I get to spend quality time with loved ones that don't have ulterior motives to take advantage of me or cause me any harm. That makes me happy. I watch tv with my husband and our pets and that makes me happy. I run a successful business. That makes me happy.

All the things that make me happy were once threatened by addiction. Today, I get to enjoy what I have and no longer have to crave the things that I don't need.


What makes you happy?

Sincerely, 

Tuesday, January 14, 2014

Topic Tuesday: Codependence



Codependence is a deeply rooted, compulsive behavior that is born out of a less than nurturing or abusive environment in childhood. A child’s emotional development may be stunted due to the lack of nurturance, love, guidance, support, and direction that his/her parents are supposed to impart on the child’s life.

As a result of growing up in this environment, a child develops into an adult who may display some or all of the characteristics outlined below. Codependents:
  •         may not be aware of how they feel.
  •         tend to fear and/or worry how others may respond to their feelings.
  •        are not aware of their needs and wants.
  •         have difficulty having fun.
  •         judge themselves and/or others harshly.
  •         are terrified of being left or abandoned
  •         over react to changes over which we do not have any control.
  •         are extremely loyal, remaining in harmful situations too long.
  •        freely offer advice to others without being asked.

The major characteristics of codependence fall into four categories: control, compliance, low self-esteem, and denial.

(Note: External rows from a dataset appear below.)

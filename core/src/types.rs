//! Shared primitive types used across the entire engine.

use crate::error::{EngineError, EngineResult};
use serde::{Deserialize, Serialize};

/// Calendar year of a monthly record.
pub type Year = i32;

/// Calendar month, 1..=12.
pub type Month = u32;

/// Stable identifier for a company, assigned by the storage layer.
pub type CompanyId = String;

/// A runway duration: a finite number of months, or no cash-out at all.
///
/// `Infinite` compares greater than any finite duration.
#[derive(Debug, Clone, Copy, PartialEq, PartialOrd, Serialize, Deserialize)]
#[serde(rename_all = "snake_case")]
pub enum RunwayMonths {
    Finite(f64),
    Infinite,
}

impl RunwayMonths {
    pub fn is_infinite(self) -> bool {
        matches!(self, RunwayMonths::Infinite)
    }

    pub fn finite(self) -> Option<f64> {
        match self {
            RunwayMonths::Finite(m) => Some(m),
            RunwayMonths::Infinite => None,
        }
    }

    /// Months as f64 with `Infinite` capped at `cap`. Keeps delta
    /// arithmetic finite in sensitivity and scenario comparisons.
    pub fn capped(self, cap: f64) -> f64 {
        match self {
            RunwayMonths::Finite(m) => m.min(cap),
            RunwayMonths::Infinite => cap,
        }
    }
}

/// Funding stage of the company under analysis. Earlier stages are
/// expected to deviate more from plan without it being alarming.
#[derive(Debug, Clone, Copy, PartialEq, Eq, PartialOrd, Ord, Hash, Serialize, Deserialize)]
#[serde(rename_all = "snake_case")]
pub enum CompanyStage {
    PreSeed,
    Seed,
    SeriesA,
    SeriesB,
    Growth,
    Mature,
}

impl CompanyStage {
    pub const ALL: [CompanyStage; 6] = [
        CompanyStage::PreSeed,
        CompanyStage::Seed,
        CompanyStage::SeriesA,
        CompanyStage::SeriesB,
        CompanyStage::Growth,
        CompanyStage::Mature,
    ];

    pub fn key(self) -> &'static str {
        match self {
            CompanyStage::PreSeed => "pre_seed",
            CompanyStage::Seed => "seed",
            CompanyStage::SeriesA => "series_a",
            CompanyStage::SeriesB => "series_b",
            CompanyStage::Growth => "growth",
            CompanyStage::Mature => "mature",
        }
    }

    /// Parse a stage key. Unknown keys are an input error, never a
    /// silent default.
    pub fn parse(s: &str) -> EngineResult<Self> {
        Self::ALL
            .into_iter()
            .find(|stage| stage.key() == s)
            .ok_or_else(|| EngineError::UnknownStage(s.to_string()))
    }
}

#[cfg(test)]
mod tests {
    use super::*;

    #[test]
    fn stage_parse_roundtrip() {
        for stage in CompanyStage::ALL {
            assert_eq!(CompanyStage::parse(stage.key()).unwrap(), stage);
        }
    }

    #[test]
    fn stage_parse_rejects_unknown_key() {
        assert!(matches!(
            CompanyStage::parse("series_z"),
            Err(EngineError::UnknownStage(_))
        ));
    }

    #[test]
    fn infinite_runway_orders_above_any_finite() {
        assert!(RunwayMonths::Infinite > RunwayMonths::Finite(1e9));
        assert!(RunwayMonths::Finite(6.0) > RunwayMonths::Finite(3.0));
    }

    #[test]
    fn capped_months() {
        assert_eq!(RunwayMonths::Infinite.capped(120.0), 120.0);
        assert_eq!(RunwayMonths::Finite(6.5).capped(120.0), 6.5);
        assert_eq!(RunwayMonths::Finite(500.0).capped(120.0), 120.0);
    }
}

The fellowship of Codependents Anonymous has a self-evaluation tool. Talk with a therapist or attend a CoDA meeting for a safe place to explore your codependence.


Here is the link to the fellowship of Co-Dependents Anonymous.

Sincerely,


Monday, January 13, 2014

Step One: Powerless & Unmanageability



Admitting powerlessness is absolutely essential to breaking the addiction cycle, which is made up of five points:

  1. Pain
  2. Reaching out to an addictive agent, such as work, food, sex, alcohol, or dependent relationships to salve our pain
  3. Temporary anesthesia
  4. Negative consequences
  5. Shame and guilt, which result in more pain or low self-esteem
For example, the workaholic who has low self-esteem (pain) begins to overwork (addictive agent), which results in praise, success, and achievement (relief). However, as a rule, family relationships and his personal relationship with God suffer terribly because of preoccupation with work (negative consequences). The result is an even greater sense of shame and guilt because of inadequacies, both real and imagined, which brings him back to point 1 in the addiction cycle. Now the workaholic feels compelled to work even harder to overcome his guilt. 
Understanding the addiction cycle is important because it helps explain why for both the Oxford Group and for Bill Wilson, the admission of powerlessness is the first step to recovery. Otherwise, we remain caught. If we rely on willpower alone, then the only thing we know to do is to escalate our addiction to get out of the pain. Step 1 calls us to do less - to yield, to surrender, to let go. - Serenity, A Companion for Twelve Step Recovery, p. 22-23.


Unmanageability looks different for each person. Life became unmanageable for me when I:


  1. would abandon my job and pursue my addiction at all times of day and night.
  2. hooked up with other people, leaving my husband at home wondering where I was and if I were safe.
  3. couldn't make a decision that wasn't tied to whether or not I would get sex, attention, or "love" from someone else.
  4. had unprotected sex because I stopped caring about whether I lived or died.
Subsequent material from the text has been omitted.